Artificial intelligence is thus becoming ubiquitous throughout science. It conducts research, writes papers, and reviews them. That raises an obvious question: Who is still at the controls?

Researchers have long warned about the gradual transfer of human influence to artificial systems. Economic and social incentives could accelerate that process. As soon as artificial-intelligence systems can perform a task better and more cheaply, market demand will favor them over human workers.
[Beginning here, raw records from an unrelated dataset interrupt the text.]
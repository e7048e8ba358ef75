//! Series classifier.
//!
//! A root is a series when several distinct titles share it, or when its
//! only title contains an episodic keyword. Records are then classified
//! one by one: a record is an episode if its root is a series root, or if
//! its own title contains a keyword.
//!
//! Keyword matching is a case-sensitive, unanchored substring test, so a
//! movie with "Part" or "Series" anywhere in its title is treated as
//! episodic. That false positive is accepted.

use crate::core::grouper::{root, RootGroups};
use crate::models::config::Vocabulary;
use indexmap::IndexSet;

/// Outcome of classifying one title.
#[derive(Debug, Clone, Copy, PartialEq, Eq)]
pub enum Classification<'a> {
    Movie,
    Episode {
        /// Show the episode belongs to.
        show: &'a str,
    },
}

impl Classification<'_> {
    pub fn is_episode(&self) -> bool {
        matches!(self, Classification::Episode { .. })
    }
}

/// Classifies titles against a precomputed set of series roots.
#[derive(Debug)]
pub struct Classifier<'a> {
    series_roots: IndexSet<&'a str>,
    vocabulary: &'a Vocabulary,
}

impl<'a> Classifier<'a> {
    /// Decide which roots are series.
    pub fn new(groups: &RootGroups<'a>, vocabulary: &'a Vocabulary) -> Self {
        let series_roots: IndexSet<&'a str> = groups
            .iter()
            .filter(|(_, titles)| {
                titles.len() > 1 || titles.iter().any(|t| vocabulary.has_episodic_keyword(t))
            })
            .map(|(root, _)| root)
            .collect();

        tracing::debug!(
            "{} of {} roots classified as series",
            series_roots.len(),
            groups.len()
        );

        Self {
            series_roots,
            vocabulary,
        }
    }

    /// Number of roots flagged as series.
    pub fn series_root_count(&self) -> usize {
        self.series_roots.len()
    }

    /// Classify a single title.
    pub fn classify<'t>(&self, title: &'t str) -> Classification<'t> {
        let root = root(title);

        if self.series_roots.contains(root) {
            return Classification::Episode { show: root };
        }

        // A lone special such as "Show: Chapter 1" still counts.
        if self.vocabulary.has_episodic_keyword(title) {
            let show = match title.split_once(':') {
                Some((before, _)) => before.trim(),
                None => title,
            };
            return Classification::Episode { show };
        }

        Classification::Movie
    }
}

#[cfg(test)]
mod tests {
    use super::*;

    fn classify_all<'a>(titles: &[&'a str], vocab: &Vocabulary) -> Vec<Classification<'a>> {
        let groups = RootGroups::build(titles.iter().copied());
        let classifier = Classifier::new(&groups, vocab);
        titles.iter().map(|t| classifier.classify(t)).collect()
    }

    #[test]
    fn test_shared_root_is_series() {
        let vocab = Vocabulary::default();
        let groups = RootGroups::build(["X: Season 1", "X: Season 2"]);
        let classifier = Classifier::new(&groups, &vocab);
        assert_eq!(classifier.series_root_count(), 1);
        assert_eq!(
            classifier.classify("X: Season 2"),
            Classification::Episode { show: "X" }
        );
    }

    #[test]
    fn test_single_title_with_keyword_is_series() {
        let vocab = Vocabulary::default();
        let groups = RootGroups::build(["Y: Chapter 1"]);
        let classifier = Classifier::new(&groups, &vocab);
        assert_eq!(classifier.series_root_count(), 1);
        assert!(classifier.classify("Y: Chapter 1").is_episode());
    }

    #[test]
    fn test_plain_movie() {
        let vocab = Vocabulary::default();
        let result = classify_all(&["Plain Movie"], &vocab);
        assert_eq!(result, vec![Classification::Movie]);
    }

    #[test]
    fn test_keyword_without_colon_names_itself() {
        let vocab = Vocabulary::default();
        let result = classify_all(&["Limited Series Special"], &vocab);
        assert_eq!(
            result,
            vec![Classification::Episode {
                show: "Limited Series Special"
            }]
        );
    }

    #[test]
    fn test_incidental_keyword_is_episodic() {
        let vocab = Vocabulary::default();
        let result = classify_all(&["Jurassic Park: Part of History"], &vocab);
        assert!(result[0].is_episode());
    }

    #[test]
    fn test_keyword_is_case_sensitive() {
        let vocab = Vocabulary::default();
        let result = classify_all(&["The season of the witch"], &vocab);
        assert_eq!(result, vec![Classification::Movie]);
    }

    #[test]
    fn test_keyword_on_unflagged_root() {
        let vocab = Vocabulary::default();
        let groups = RootGroups::build(["Movie"]);
        let classifier = Classifier::new(&groups, &vocab);
        assert_eq!(
            classifier.classify("Other Show : Season 3"),
            Classification::Episode { show: "Other Show" }
        );
    }
}
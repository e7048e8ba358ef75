//! Output generators.

pub mod html;
pub mod json;
//! Record loader.
//!
//! Reads a viewing-history CSV into [`RawRecord`]s, preserving row order.
//! Header names are matched case-insensitively after trimming, so
//! `" Title "` and `"title"` both find the title column.

use crate::models::record::{LoadReport, RawRecord};
use crate::utils::fs::ensure_input;
use crate::{Error, Result};
use csv::{ReaderBuilder, StringRecord};
use std::fs::File;
use std::io::Read;
use std::path::Path;

/// Header of the title column.
const TITLE_HEADER: &str = "title";

/// Header of the watch-date column.
const DATE_HEADER: &str = "date";

/// Column positions found in the header row.
#[derive(Debug, Clone, Copy)]
struct Columns {
    title: usize,
    date: Option<usize>,
}

impl Columns {
    fn from_headers(headers: &StringRecord) -> Option<Self> {
        Some(Self {
            title: find_header(headers, TITLE_HEADER)?,
            date: find_header(headers, DATE_HEADER),
        })
    }
}

fn normalize_header(header: &str) -> String {
    header.trim_start_matches('\u{feff}').trim().to_lowercase()
}

fn find_header(headers: &StringRecord, name: &str) -> Option<usize> {
    headers.iter().position(|h| normalize_header(h) == name)
}

/// Load records from a CSV file.
///
/// A missing file is reported as [`Error::InputNotFound`]; any other open
/// or decode failure is [`Error::InputRead`].
pub fn load_records(path: &Path) -> Result<LoadReport> {
    ensure_input(path)?;

    let file = File::open(path)
        .map_err(|e| Error::InputRead(format!("{}: {}", path.display(), e)))?;

    tracing::info!("Reading viewing history from {}", path.display());
    load_records_from_reader(file, &path.display().to_string())
}

/// Load records from any CSV reader.
///
/// `source` names the input in error messages.
pub fn load_records_from_reader<R: Read>(reader: R, source: &str) -> Result<LoadReport> {
    let mut reader = ReaderBuilder::new()
        .has_headers(true)
        .flexible(true)
        .from_reader(reader);

    let headers = reader.headers()?.clone();
    let mut report = LoadReport::default();

    if headers.iter().all(|h| h.trim().is_empty()) {
        tracing::warn!("{} is empty", source);
        return Ok(report);
    }

    let columns = Columns::from_headers(&headers)
        .ok_or_else(|| Error::MissingTitleColumn(source.to_string()))?;

    if columns.date.is_none() {
        tracing::warn!("No 'Date' column in {}; dates will be blank", source);
    }

    for (row_idx, row) in reader.records().enumerate() {
        let row = row.map_err(|e| Error::InputRead(format!("{}: {}", source, e)))?;

        let title = match row.get(columns.title) {
            Some(title) if !title.trim().is_empty() => title,
            _ => {
                // Header is line 1.
                tracing::debug!("Skipping row {} without a title", row_idx + 2);
                report.skipped_rows += 1;
                continue;
            }
        };

        let date = columns
            .date
            .and_then(|i| row.get(i))
            .map(str::trim)
            .unwrap_or_default();

        report.records.push(RawRecord::new(title, date));
    }

    if report.skipped_rows > 0 {
        tracing::warn!("Skipped {} rows without a title", report.skipped_rows);
    }
    tracing::info!("Loaded {} records", report.records.len());

    Ok(report)
}

#[cfg(test)]
mod tests {
    use super::*;

    #[test]
    fn test_normalize_header() {
        assert_eq!(normalize_header("\u{feff}Title"), "title");
        assert_eq!(normalize_header("  Date "), "date");
    }

    #[test]
    fn test_loads_in_row_order() {
        let csv = "Title,Date\nB,1/2/23\nA,1/1/23\n";
        let report = load_records_from_reader(csv.as_bytes(), "test").unwrap();
        assert_eq!(
            report.records,
            vec![RawRecord::new("B", "1/2/23"), RawRecord::new("A", "1/1/23")]
        );
    }
}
“I would not be surprised if isolated subfields already existed in which reviewers and researchers no longer fully understand the output produced by artificial intelligence,” says Jan Kulveit, a researcher at the Center for Theoretical Study at Charles University in Prague. Science as a whole is not yet in danger of losing control, he says. But keeping it that way will require a clearer understanding of what science is for. “Historically, we were probably very lucky: The curiosity of human researchers has largely produced results that benefit society.” Artificial intelligence could sever that connection, depending on the values and preferences we give it.

In the long run, catching reviewers and researchers who use artificial intelligence—as the hidden instructions in the papers Auer reviewed were designed to do—will hardly be enough. Artificial intelligence is already too deeply intertwined with research. “Science will be AI first in the future,” Gurevych predicts. To keep the controls from being surrendered to the whims of artificial intelligence, future systems will need to make their claims verifiable and leave responsibility in human hands. “In the medium term, the greatest challenge facing science will be ensuring that these systems are safe and controllable.”